The NSE has also encouraged investors to review their current and prospective holdings to ensure continued compliance with the regulatory framework. Non-compliance, experts warn, could result in enforcement action or restrictions on trading activities.

The reminder also comes at a time when Kenya’s capital markets are witnessing growing interest from both local pension funds and foreign institutional investors seeking exposure to East Africa’s largest economy. With this surge in participation, regulators are under pressure to ensure equitable access and mitigate concentration risks.

The NSE’s compliance reminder echoes broader efforts by the Capital Markets Authority (CMA) and the Central Bank of Kenya (CBK) to strengthen corporate governance in the financial sector. It also complements Kenya’s ongoing capital markets reforms, which aim to enhance liquidity, transparency, and investor confidence.

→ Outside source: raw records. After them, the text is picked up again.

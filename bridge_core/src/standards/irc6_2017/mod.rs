//! # IRC 6:2017 - Loads and Load Combinations
//!
//! Calculators for the loads a road bridge is designed for. Vehicle axle
//! layouts (Cl. 204.1, 204.5, 204.6) are generated by [`crate::vehicles`] and
//! exposed here through [`vehicle_load_model`].
//!
//! | Clause | Function |
//! |---|---|
//! | 203 | [`Material::unit_weight`], [`dead_weight`] |
//! | 204.3, Table 6 | [`design_lanes`] |
//! | 204.4, Table 3 | [`congestion_factor`] |
//! | 206.3 | [`footway_live_load`] |
//! | 208 | [`impact_factor`] |
//! | 209.3.3 to 209.3.6 | [`wind_at_height`], [`drag_coefficient`], wind forces |
//! | 211.2 | [`braking_force`] |
//! | 219 | [`spectral_acceleration`], [`horizontal_seismic_coefficient`] |

pub mod braking;
pub mod congestion;
pub mod dead_load;
pub mod footway;
pub mod impact;
pub mod lanes;
pub mod seismic;
pub mod wind;

pub use braking::{braking_force, braking_force_for_class, uniform_braking_force};
pub use congestion::congestion_factor;
pub use dead_load::{dead_weight, Material};
pub use footway::{footway_live_load, FootwayLoad};
pub use impact::{impact_factor, DeckMaterial};
pub use lanes::design_lanes;
pub use seismic::{horizontal_seismic_coefficient, spectral_acceleration, Importance, SeismicZone, SoilType};
pub use wind::{
    drag_coefficient, live_load_wind_force, longitudinal_wind_force, transverse_wind_force,
    vertical_wind_force, wind_at_height, GirderGeometry, GirderSection, Terrain, WindAtHeight,
    WindForces,
};

use tracing::debug;

use crate::errors::CalcResult;
use crate::vehicles::{VehicleClass, VehicleLoadModel};

/// Borrow a lazily built constant table, surfacing a construction failure
pub(crate) fn loaded<T>(table: &'static CalcResult<T>) -> CalcResult<&'static T> {
    table.as_ref().map_err(Clone::clone)
}

/// Axle layout of `class` (Cl. 204.1, 204.5, 204.6)
pub fn vehicle_load_model(class: VehicleClass) -> CalcResult<VehicleLoadModel> {
    let model = class.load_model()?;
    debug!(clause = %class.source(), ?class, axles = model.axle_count(), "load model built");
    Ok(model)
}

#[cfg(test)]
mod tests {
    use super::*;
    use crate::reference::Standard;

    #[test]
    fn test_vehicle_load_model() {
        let model = vehicle_load_model(VehicleClass::Class70RWheeled).unwrap();
        assert_eq!(model.axle_count(), 7);
        assert_eq!(VehicleClass::Class70RWheeled.source().standard, Standard::Irc6_2017);
    }
}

As the NSE continues its modernization agenda, including the rollout of new digital trading systems and increased product diversification, maintaining regulatory compliance remains a top priority. The exchange’s management believes that upholding these shareholding thresholds will foster a healthier investment climate and support sustainable market growth.

In closing, Mwiti reaffirmed the Exchange’s commitment to regulatory integrity, calling on all stakeholders to align their operations with the market’s legal and ethical standards.

“The Exchange further advises all parties to review their current and prospective holdings to ensure continued compliance with the applicable regulatory framework,” the CEO stated.